From the entries that follow, extract each line holding the string "input".

Stored items:
========

use crate::core::periodic::table::ElementLookupError;
use std::io;
use thiserror::Error;

/// Fatal failures of a parse. None of them leave a usable partial result.
#[derive(Debug, Error)]
pub enum ParseError {
    #[error("I/O error: {0}")]
    Io(#[from] io::Error),

    #[error("Couldn't find basis-set information in the given output. Please double check the file.")]
    NoBasisSetInformation,

    #[error("No basis set attributed to atom {label}")]
    UnassignedBasisSet { label: u32 },

    #[error("Expected {expected} ghost atoms: found {found}")]
    GhostCountMismatch { expected: usize, found: usize },

    #[error("Parse error on line {line}: {kind}")]
    Line { line: usize, kind: LineErrorKind },
}

/// Failures tied to one recognized line of the output.
#[derive(Debug, Clone, PartialEq, Error)]
pub enum LineErrorKind {
    #[error("Unexpected ghost atom found: atom {label} was not declared as a ghost")]
    UnresolvedGhost { label: u32 },

    #[error("Invalid atom label {label}: labels start at 1")]
    InvalidLabel { label: u32 },

    #[error("Atom label {label} appears more than once")]
    DuplicateLabel { label: u32 },

    #[error("Found a basis function, but there's no basis set for it")]
    BasisFunctionWithoutBasisSet,

    #[error("Found a primitive function, but there's no basis set for it")]
    PrimitiveWithoutBasisSet,

    #[error("Found a primitive function, but there's no basis function for it")]
    PrimitiveWithoutBasisFunction,

    #[error(transparent)]
    Element(#[from] ElementLookupError),

    #[error("Unknown basis function type '{0}'")]
    UnknownFunctionType(String),

    #[error("Primitive line must hold 4 numbers, found {found}")]
    MalformedPrimitive { found: usize },

    #[error("Invalid number '{value}'")]
    InvalidNumber { value: String },
}

impl ParseError {
    pub(crate) fn at_line(line: usize, kind: LineErrorKind) -> Self {
        ParseError::Line { line, kind }
    }

    /// The line-level cause, if the error is tied to a line.
    pub fn line_kind(&self) -> Option<&LineErrorKind> {
        match self {
            ParseError::Line { kind, .. } => Some(kind),
            _ => None,
        }
    }
}
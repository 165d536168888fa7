use crate::cli::ReportArgs;
use crate::error::{CliError, Result};
use crate::utils::parser;
use crystal_basis::engine::query::Query;
use serde::Deserialize;
use std::path::{Path, PathBuf};
use tracing::debug;

pub const DEFAULT_PRECISION: usize = 3;

#[derive(Deserialize, Debug, Default)]
#[serde(deny_unknown_fields)]
struct PartialDisplayConfig {
    #[serde(rename = "coordinate-precision")]
    coordinate_precision: Option<usize>,
    #[serde(rename = "coefficient-precision")]
    coefficient_precision: Option<usize>,
}

#[derive(Deserialize, Debug, Default)]
#[serde(deny_unknown_fields)]
struct PartialElementsConfig {
    table: Option<PathBuf>,
}

/// Settings read from a TOML file, every field optional.
#[derive(Deserialize, Debug, Default)]
#[serde(deny_unknown_fields)]
pub struct PartialReportConfig {
    display: Option<PartialDisplayConfig>,
    elements: Option<PartialElementsConfig>,
}

/// Fully resolved settings for one run.
#[derive(Debug, Clone, PartialEq)]
pub struct ReportConfig {
    pub input: PathBuf,
    pub element_table: Option<PathBuf>,
    pub coordinate_precision: usize,
    pub coefficient_precision: usize,
    pub queries: Vec<Query>,
}

impl PartialReportConfig {
    pub fn from_file(path: &Path) -> Result<Self> {
        debug!("Loading configuration from file: {:?}", path);
        let content = std::fs::read_to_string(path)?;
        toml::from_str(&content).map_err(|e| CliError::FileParsing {
            path: path.to_path_buf(),
            source: e.into(),
        })
    }

    /// Loads the file named by `--config`, or starts empty.
    pub fn load(args: &ReportArgs) -> Result<Self> {
        match &args.config {
            Some(path) => Self::from_file(path),
            None => Ok(Self::default()),
        }
    }

    pub fn merge_with_cli(mut self, args: &ReportArgs) -> Result<ReportConfig> {
        self.apply_set_values(&args.set_values)?;

        let display = self.display.take().unwrap_or_default();
        let elements = self.elements.take().unwrap_or_default();

        let element_table = args.elements.clone().or(elements.table);
        if let Some(path) = &element_table {
            if !path.exists() {
                return Err(CliError::Config(format!(
                    "Element table does not exist: {}",
                    path.display()
                )));
            }
        }

        Ok(ReportConfig {
            input: args.input.clone(),
            element_table,
            coordinate_precision: display.coordinate_precision.unwrap_or(DEFAULT_PRECISION),
            coefficient_precision: display.coefficient_precision.unwrap_or(DEFAULT_PRECISION),
            queries: parser::collect_queries(
                args.atoms,
                args.basis_sets,
                args.ghosts,
                &args.queries,
            ),
        })
    }

    fn apply_set_values(&mut self, set_values: &[String]) -> Result<()> {
        for kv_pair in set_values {
            let Some((key, value_str)) = kv_pair.split_once('=') else {
                return Err(CliError::Config(format!(
                    "Invalid --set format: '{}'. Expected KEY=VALUE.",
                    kv_pair
                )));
            };
            let parse_precision = || -> Result<usize> {
                value_str.parse().map_err(|_| {
                    CliError::Config(format!(
                        "Invalid integer value for {}: {}",
                        key, value_str
                    ))
                })
            };

            match key {
                "display.coordinate-precision" => {
                    self.display
                        .get_or_insert_with(Default::default)
                        .coordinate_precision = Some(parse_precision()?);
                }
                "display.coefficient-precision" => {
                    self.display
                        .get_or_insert_with(Default::default)
                        .coefficient_precision = Some(parse_precision()?);
                }
                "elements.table" => {
                    self.elements.get_or_insert_with(Default::default).table =
                        Some(PathBuf::from(value_str));
                }
                _ => {
                    return Err(CliError::Config(format!(
                        "Unsupported configuration key for --set: '{}'",
                        key
                    )));
                }
            }
        }
        Ok(())
    }
}
pub mod tables;

use std::io::{self, Write};

const BANNER: &str = "[ C23 BASIS SET COUNTER ]";
const FOOTER: &str = "[ FINISHED ]";

pub fn print_banner() {
    let _ = writeln!(io::stdout().lock(), "{BANNER}");
}

pub fn print_footer() {
    let _ = writeln!(io::stdout().lock(), "{FOOTER}");
}

pub fn print_error(error: &dyn std::error::Error) {
    let _ = writeln!(io::stderr().lock(), "Error: {error}");
}
//! Error types shared across the core crate.

/// Errors returned by a [`crate::PriceProvider`].
#[derive(Debug, thiserror::Error)]
pub enum ProviderError {
    #[error("HTTP request failed: {0}")]
    Http(#[from] reqwest::Error),

    #[error("Upstream returned status {status} for {url}")]
    Status { status: u16, url: String },

    #[error("Upstream response is missing {0}")]
    MissingData(String),

    #[error("Unknown upstream token id: {0}")]
    UnknownToken(String),
}

/// Errors returned by a price lookup.
#[derive(Debug, thiserror::Error)]
pub enum PriceError {
    #[error("Token not found: {0}")]
    NotFound(String),

    #[error("Price provider error: {0}")]
    Provider(#[from] ProviderError),
}

/// Errors returned by the rotation scheduler lifecycle.
#[derive(Debug, Clone, Copy, PartialEq, Eq, thiserror::Error)]
pub enum LifecycleError {
    #[error("Rotation scheduler is already running")]
    AlreadyRunning,

    #[error("Rotation scheduler is not running")]
    NotRunning,
}

/// Errors returned by a presence sink. These are logged, never propagated.
#[derive(Debug, thiserror::Error)]
pub enum PresenceError {
    #[error("Presence target {0} is unreachable")]
    Unreachable(String),
}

========

● Expected answer
    pub input: PathBuf,
            input: args.input.clone(),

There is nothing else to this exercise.